**WHAT YOU HAVE TO DO:** If a line in the listing below contains "SqliteGenomeRepository", return that line.

== Segment start ==

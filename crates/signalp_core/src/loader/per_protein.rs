use crate::loader::coerce::{parse_domain_counts_or_null, parse_int_or_null};
use crate::loader::reconcile::Staging;
use crate::loader::tsv::TsvRow;
use crate::loader::validate::{
    accept_rows, distinct_values, parse_choice_cell, skip_unknown_reference,
};
use crate::loader::writer::write_batched;
use crate::loader::{run_load, LoadOptions, LoadResult, LoadSummary, DEFAULT_PER_PROTEIN_PATH};
use crate::model::choices::{ProteinType, Source};
use crate::model::stats::PerProteinRecord;
use crate::repo::genome_repo::{GenomeRepository, SqliteGenomeRepository};
use crate::repo::protein_stats_repo::{ProteinStatsRepository, SqliteProteinStatsRepository};
use rusqlite::Connection;

const REQUIRED_COLUMNS: &[&str] = &["mist_protein_accession", "genome", "source", "protein_type"];

/// Upserts per-protein domain statistics keyed by `mist_protein_accession`.
///
/// Rows naming a genome absent from genome metadata are skipped.
pub fn load_domain_statistics_per_protein(
    conn: &mut Connection,
    options: &LoadOptions,
) -> LoadResult<LoadSummary> {
    run_load(
        conn,
        options,
        "per_protein",
        DEFAULT_PER_PROTEIN_PATH,
        |tx, ctx, rows| {
            let mut summary = LoadSummary::default();
            let rows = accept_rows(ctx, rows, REQUIRED_COLUMNS, &mut summary.skipped);

            let genomes = SqliteGenomeRepository::try_new(tx)?
                .find_by_versions(&distinct_values(&rows, "genome"))?;
            let repo = SqliteProteinStatsRepository::try_new(tx)?;
            let existing =
                repo.find_by_accessions(&distinct_values(&rows, "mist_protein_accession"))?;

            let mut staging = Staging::new(existing);
            for row in &rows {
                let genome_version = row.required("genome");
                if !genomes.contains_key(genome_version) {
                    skip_unknown_reference(ctx, row, "genome", genome_version, &mut summary.skipped);
                    continue;
                }
                staging.stage(protein_from_row(row)?);
            }

            let mut plan = staging.into_plan();
            write_batched(ctx, &repo, &mut plan)?;
            summary.updated = plan.updates.len();
            summary.created = plan.creates.len();
            Ok(summary)
        },
    )
}

fn protein_from_row(row: &TsvRow) -> LoadResult<PerProteinRecord> {
    Ok(PerProteinRecord {
        id: None,
        genome_version: row.required("genome").to_string(),
        genome_accession: row.owned("genome_accession"),
        ncbi_protein_accession: row.owned("ncbi_protein_accession"),
        mist_protein_accession: row.required("mist_protein_accession").to_string(),
        protein_type: parse_choice_cell(row, "protein_type", ProteinType::parse)?,
        source: parse_choice_cell(row, "source", Source::parse)?,
        protein_length: parse_int_or_null(row.get("protein_length")),
        domain_architecture: row.owned("domain_architecture"),
        sensors_or_regulators: row.owned("sensors_or_regulators"),
        domain_counts: parse_domain_counts_or_null(row.get("domain_counts")),
        domains: row.owned("domains"),
    })
}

== Segment end ==

**RESPONSE AREA:**
use crate::repo::genome_repo::{GenomeRepository, SqliteGenomeRepository};
            let genomes = SqliteGenomeRepository::try_new(tx)?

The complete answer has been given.